会場の方たちと一緒につくっていく時間だったのだと、今振り返るとそう思います。

Meu Ladoという名前に込めた約束

今回のトークショーには、「Meu Lado(メウラード)」という名前を付けました。

この名前には、私にとって忘れることのできない思い出があります。

以前、私が手書きで発行していたニュースレターにも、「ちょっと役立つ情報―Meu Lado(メウラード)」という名前を付けていました。

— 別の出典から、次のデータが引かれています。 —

use chrono::{DateTime, NaiveDate, NaiveTime, Utc};
use uuid::Uuid;

use scheduling_cell::models::{Appointment, AppointmentStatus, AvailabilityWindow};
use scheduling_cell::services::slots::derive_open_slots;

fn window(day_of_week: i32, start: &str, end: &str, slot_minutes: i32) -> AvailabilityWindow {
    AvailabilityWindow {
        id: Uuid::new_v4(),
        provider_id: Uuid::new_v4(),
        day_of_week,
        start_time: NaiveTime::parse_from_str(start, "%H:%M").unwrap(),
        end_time: NaiveTime::parse_from_str(end, "%H:%M").unwrap(),
        slot_duration_minutes: slot_minutes,
        created_at: Utc::now(),
    }
}

fn appointment(start: &str, duration_minutes: i32, status: AppointmentStatus) -> Appointment {
    Appointment {
        id: Uuid::new_v4(),
        patient_id: Uuid::new_v4(),
        provider_id: Uuid::new_v4(),
        start_time: start.parse::<DateTime<Utc>>().unwrap(),
        duration_minutes,
        status,
        reason: "check-up".to_string(),
        notes: None,
        created_at: Utc::now(),
        updated_at: Utc::now(),
    }
}

fn date(s: &str) -> NaiveDate {
    s.parse().unwrap()
}

// 2025-03-03 is a Monday.
const MONDAY: &str = "2025-03-03";

#[test]
fn no_windows_yields_no_slots() {
    let slots = derive_open_slots(&[], &[], date(MONDAY), date("2025-03-09"));
    assert!(slots.is_empty());
}

#[test]
fn inverted_range_yields_no_slots() {
    let windows = vec![window(1, "09:00", "10:00", 30)];
    let slots = derive_open_slots(&windows, &[], date("2025-03-09"), date(MONDAY));
    assert!(slots.is_empty());
}

#[test]
fn monday_window_produces_expected_starts() {
    let windows = vec![window(1, "09:00", "10:00", 30)];

    let slots = derive_open_slots(&windows, &[], date(MONDAY), date(MONDAY));

    let starts: Vec<String> = slots.iter().map(|s| s.start_time.to_rfc3339()).collect();
    assert_eq!(
        starts,
        vec![
            "2025-03-03T09:00:00+00:00".to_string(),
            "2025-03-03T09:30:00+00:00".to_string(),
        ]
    );
}

#[test]
fn booked_interval_is_excluded_and_others_untouched() {
    let windows = vec![window(1, "09:00", "10:00", 30)];
    let booked = vec![appointment(
        "2025-03-03T09:00:00Z",
        30,
        AppointmentStatus::Requested,
    )];

    let slots = derive_open_slots(&windows, &booked, date(MONDAY), date(MONDAY));

    assert_eq!(slots.len(), 1);
    assert_eq!(slots[0].start_time.to_rfc3339(), "2025-03-03T09:30:00+00:00");
}

#[test]
fn cancelled_appointment_does_not_block() {
    let windows = vec![window(1, "09:00", "10:00", 30)];
    let cancelled = vec![appointment(
        "2025-03-03T09:00:00Z",
        30,
        AppointmentStatus::Cancelled,
    )];

    let slots = derive_open_slots(&windows, &cancelled, date(MONDAY), date(MONDAY));

    assert_eq!(slots.len(), 2);
}

#[test]
fn partial_overlap_blocks_slot() {
    let windows = vec![window(1, "09:00", "10:00", 30)];
    // 09:15-09:45 straddles both candidate slots.
    let booked = vec![appointment(
        "2025-03-03T09:15:00Z",
        30,
        AppointmentStatus::Confirmed,
    )];

    let slots = derive_open_slots(&windows, &booked, date(MONDAY), date(MONDAY));

    assert!(slots.is_empty());
}

#[test]
fn adjacent_appointment_does_not_block() {
    let windows = vec![window(1, "09:00", "10:00", 30)];
    // Half-open intervals: an appointment ending exactly at 09:00 is no conflict.
    let booked = vec![appointment(
        "2025-03-03T08:30:00Z",
        30,
        AppointmentStatus::Confirmed,
    )];

    let slots = derive_open_slots(&windows, &booked, date(MONDAY), date(MONDAY));

    assert_eq!(slots.len(), 2);
}

#[test]
fn uneven_window_stops_before_short_remainder() {
    // 50-minute window, 30-minute slots: only 09:00 fits.
    let windows = vec![window(1, "09:00", "09:50", 30)];

    let slots = derive_open_slots(&windows, &[], date(MONDAY), date(MONDAY));

    assert_eq!(slots.len(), 1);
    assert_eq!(slots[0].start_time.to_rfc3339(), "2025-03-03T09:00:00+00:00");
}

#[test]
fn overlapping_windows_deduplicate_by_start() {
    let windows = vec![
        window(1, "09:00", "10:00", 30),
        window(1, "09:00", "10:30", 30),
    ];

    let slots = derive_open_slots(&windows, &[], date(MONDAY), date(MONDAY));

    let starts: Vec<_> = slots.iter().map(|s| s.start_time).collect();
    let mut deduped = starts.clone();
    deduped.dedup();
    assert_eq!(starts, deduped);
    assert_eq!(slots.len(), 3); // 09:00, 09:30, 10:00
}

#[test]
fn window_only_applies_on_its_weekday() {
    let windows = vec![window(1, "09:00", "10:00", 30)];

    // Tuesday through Sunday of the same week.
    let slots = derive_open_slots(&windows, &[], date("2025-03-04"), date("2025-03-09"));
    assert!(slots.is_empty());

    // A full week containing the Monday picks the slots up again.
    let slots = derive_open_slots(&windows, &[], date(MONDAY), date("2025-03-09"));
    assert_eq!(slots.len(), 2);
}

#[test]
fn multi_week_range_repeats_weekly_pattern() {
    let windows = vec![window(1, "09:00", "10:00", 30)];

    let slots = derive_open_slots(&windows, &[], date(MONDAY), date("2025-03-16"));

    // Two Mondays in range, two slots each.
    assert_eq!(slots.len(), 4);
    assert_eq!(slots[2].start_time.to_rfc3339(), "2025-03-10T09:00:00+00:00");
}

#[test]
fn slots_are_ordered_by_start_time() {
    let windows = vec![
        window(1, "14:00", "15:00", 30),
        window(1, "09:00", "10:00", 30),
    ];

    let slots = derive_open_slots(&windows, &[], date(MONDAY), date(MONDAY));

    let mut sorted = slots.clone();
    sorted.sort_by(|a, b| a.start_time.cmp(&b.start_time));
    assert_eq!(slots, sorted);
}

実は、「Meu Lado」という名前を考えてくださったのは、若くして亡くなられた1人のお得意様です。

ロードバイクやマウンテンバイクでご一緒することも多く、私にとって本当に大切なお得意様のお一人でした。

ある日、その方が、「何かチームネームを考えない?」と声をかけてくださり、一緒に考えてくださったのが「Meu Lado」という名前です。

ポルトガル語で直訳すると「私のそば」。
スラングでは、「君は僕の仲間だよ。」そんな温かな意味を持つ言葉だそうです。

名前を考えてくださってから数年後、その方は若くして旅立たれました。

「いつか、本当に大切な場面がきたときに使おう。」そんな気持ちが、ずっと心のどこかにあったんです。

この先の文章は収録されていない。